• [Working data]:
________________________________________

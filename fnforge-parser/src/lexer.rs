//! Lexer for candidate programs using logos

use logos::{Lexer as LogosLexer, Logos};
use std::ops::Range;

use crate::error::ParseError;

#[derive(Logos, Debug, PartialEq, Clone)]
pub enum Token<'a> {
    // Keywords
    #[token("function", priority = 10)]
    Function,
    #[token("return", priority = 10)]
    Return,
    #[token("if", priority = 10)]
    If,
    #[token("else", priority = 10)]
    Else,
    #[token("for", priority = 10)]
    For,
    #[token("while", priority = 10)]
    While,
    #[token("do", priority = 10)]
    Do,
    #[token("break", priority = 10)]
    Break,
    #[token("continue", priority = 10)]
    Continue,
    #[token("var", priority = 10)]
    Var,
    #[token("let", priority = 10)]
    Let,
    #[token("const", priority = 10)]
    Const,
    #[token("true", priority = 10)]
    True,
    #[token("false", priority = 10)]
    False,
    #[token("null", priority = 10)]
    Null,
    #[token("new", priority = 10)]
    New,
    #[token("typeof", priority = 10)]
    TypeOf,
    #[token("void", priority = 10)]
    Void,
    #[token("delete", priority = 10)]
    Delete,
    #[token("in", priority = 10)]
    In,
    #[token("instanceof", priority = 10)]
    InstanceOf,
    #[token("throw", priority = 10)]
    Throw,
    #[token("try", priority = 10)]
    Try,
    #[token("catch", priority = 10)]
    Catch,
    #[token("finally", priority = 10)]
    Finally,
    #[token("switch", priority = 10)]
    Switch,
    #[token("case", priority = 10)]
    Case,
    #[token("default", priority = 10)]
    Default,

    // Delimiters
    #[token("(")]
    LParen,
    #[token(")")]
    RParen,
    #[token("{")]
    LBrace,
    #[token("}")]
    RBrace,
    #[token("[")]
    LBracket,
    #[token("]")]
    RBracket,

    // Member access
    #[token(".", priority = 9)]
    Dot,
    #[token("?.", priority = 9)]
    OptionalChain,
    #[token("...", priority = 8)]
    DotDotDot,

    // Operators - Arithmetic
    #[token("+", priority = 8)]
    Plus,
    #[token("-", priority = 8)]
    Minus,
    #[token("*", priority = 8)]
    Star,
    #[token("/", priority = 8)]
    Slash,
    #[token("%", priority = 8)]
    Percent,
    #[token("**", priority = 9)]
    StarStar,
    #[token("++", priority = 8)]
    PlusPlus,
    #[token("--", priority = 8)]
    MinusMinus,

    // Operators - Comparison
    #[token("==", priority = 8)]
    EqEq,
    #[token("!=", priority = 8)]
    NotEq,
    #[token("===", priority = 8)]
    EqEqEq,
    #[token("!==", priority = 8)]
    NotEqEq,
    #[token("<", priority = 8)]
    Less,
    #[token(">", priority = 8)]
    Greater,
    #[token("<=", priority = 8)]
    LessEq,
    #[token(">=", priority = 8)]
    GreaterEq,

    // Operators - Logical
    #[token("&&", priority = 8)]
    AndAnd,
    #[token("||", priority = 8)]
    OrOr,
    #[token("??", priority = 8)]
    QuestionQuestion,
    #[token("!", priority = 8)]
    Bang,

    // Operators - Bitwise
    #[token("&", priority = 7)]
    Amp,
    #[token("|", priority = 7)]
    Pipe,
    #[token("^", priority = 7)]
    Caret,
    #[token("~", priority = 7)]
    Tilde,
    #[token("<<", priority = 8)]
    Shl,
    #[token(">>", priority = 8)]
    Shr,
    #[token(">>>", priority = 8)]
    UShr,

    // Operators - Assignment
    #[token("=", priority = 8)]
    Eq,
    #[token("+=", priority = 8)]
    PlusEq,
    #[token("-=", priority = 8)]
    MinusEq,
    #[token("*=", priority = 8)]
    StarEq,
    #[token("/=", priority = 8)]
    SlashEq,
    #[token("%=", priority = 8)]
    PercentEq,
    #[token("**=", priority = 8)]
    StarStarEq,
    #[token("&&=", priority = 8)]
    AndAndEq,
    #[token("||=", priority = 8)]
    OrOrEq,
    #[token("??=", priority = 8)]
    QuestionQuestionEq,

    // Operators - Other
    #[token("=>", priority = 8)]
    FatArrow,

    // Punctuation
    #[token(",")]
    Comma,
    #[token(";")]
    Semicolon,
    #[token(":")]
    Colon,
    #[token("?")]
    Question,

    // Literals
    #[regex(r"[0-9]+(\.[0-9]*)?([eE][+-]?[0-9]+)?", priority = 5, callback = |lex| lex.slice().parse::<f64>().ok())]
    #[regex(r"\.[0-9]+([eE][+-]?[0-9]+)?", priority = 5, callback = |lex| lex.slice().parse::<f64>().ok())]
    #[regex(r"0[xX][0-9a-fA-F]+", priority = 6, callback = |lex| i64::from_str_radix(&lex.slice()[2..], 16).ok().map(|n| n as f64))]
    Number(f64),

    #[regex(r#""([^"\\\n]|\\.)*""#, priority = 5, callback = |lex| {
        let s = lex.slice();
        process_string_escapes(&s[1..s.len()-1])
    })]
    #[regex(r"'([^'\\\n]|\\.)*'", priority = 5, callback = |lex| {
        let s = lex.slice();
        process_string_escapes(&s[1..s.len()-1])
    })]
    String(String),

    // Raw template contents between the backticks; interpolations are
    // parsed later
    #[regex(r"`([^`\\]|\\.)*`", priority = 5, callback = |lex| {
        let s = lex.slice();
        &s[1..s.len()-1]
    })]
    Template(&'a str),

    #[regex(r"[a-zA-Z_$][a-zA-Z0-9_$]*", priority = 3)]
    Ident(&'a str),

    // Comments and whitespace (automatically skipped)
    #[regex(r"//[^\n]*", logos::skip)]
    #[regex(r"/\*([^*]|\*+[^*/])*\*+/", logos::skip)]
    #[regex(r"[ \t\n\r\u{feff}\u{a0}]+", logos::skip)]
    Error,
}

/// Process escape sequences in string and template literals
pub fn process_string_escapes(s: &str) -> Option<String> {
    let mut result = String::with_capacity(s.len());
    let mut chars = s.chars().peekable();

    while let Some(ch) = chars.next() {
        if ch != '\\' {
            result.push(ch);
            continue;
        }
        match chars.next() {
            Some('n') => result.push('\n'),
            Some('t') => result.push('\t'),
            Some('r') => result.push('\r'),
            Some('b') => result.push('\u{8}'),
            Some('f') => result.push('\u{c}'),
            Some('v') => result.push('\u{b}'),
            Some('0') => result.push('\0'),
            Some('u') => {
                let code = if chars.peek() == Some(&'{') {
                    chars.next();
                    let hex: String = chars.by_ref().take_while(|c| *c != '}').collect();
                    u32::from_str_radix(&hex, 16).ok()?
                } else {
                    let hex: String = chars.by_ref().take(4).collect();
                    if hex.len() != 4 {
                        return None;
                    }
                    u32::from_str_radix(&hex, 16).ok()?
                };
                result.push(char::from_u32(code).unwrap_or('\u{fffd}'));
            }
            Some('x') => {
                let hex: String = chars.by_ref().take(2).collect();
                let code = u32::from_str_radix(&hex, 16).ok()?;
                result.push(char::from_u32(code)?);
            }
            // line continuation
            Some('\n') => {}
            Some(c) => result.push(c),
            None => result.push('\\'),
        }
    }

    Some(result)
}

/// A token together with its location
#[derive(Debug, Clone, PartialEq)]
pub struct SpannedToken<'a> {
    pub token: Token<'a>,
    pub span: Range<usize>,
    /// Whether a line break separates this token from the previous one
    pub newline_before: bool,
}

#[derive(Clone)]
pub struct Lexer<'a> {
    source: &'a str,
    inner: LogosLexer<'a, Token<'a>>,
    last_end: usize,
}

impl<'a> Lexer<'a> {
    pub fn new(source: &'a str) -> Self {
        Self {
            source,
            inner: Token::lexer(source),
            last_end: 0,
        }
    }

    /// Next token, or an error for text that is not part of the language
    pub fn next_token(&mut self) -> Option<Result<SpannedToken<'a>, ParseError>> {
        let result = self.inner.next()?;
        let span = self.inner.span();
        let gap = &self.source[self.last_end.min(span.start)..span.start];
        let newline_before = gap.contains('\n');
        self.last_end = span.end;

        Some(match result {
            Ok(token) => Ok(SpannedToken {
                token,
                span,
                newline_before,
            }),
            Err(()) => Err(ParseError::InvalidToken {
                position: span.start,
                text: self.inner.slice().to_string(),
            }),
        })
    }

    pub fn span(&self) -> Range<usize> {
        self.inner.span()
    }

    pub fn slice(&self) -> &'a str {
        self.inner.slice()
    }
}

/// Lex the whole source up front
pub fn tokenize(source: &str) -> Result<Vec<SpannedToken<'_>>, ParseError> {
    let mut lexer = Lexer::new(source);
    let mut tokens = Vec::new();
    while let Some(token) = lexer.next_token() {
        tokens.push(token?);
    }
    Ok(tokens)
}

________________________________________

From the material above, copy out every line bearing the string "struct".

pub struct SpannedToken<'a> {
pub struct Lexer<'a> {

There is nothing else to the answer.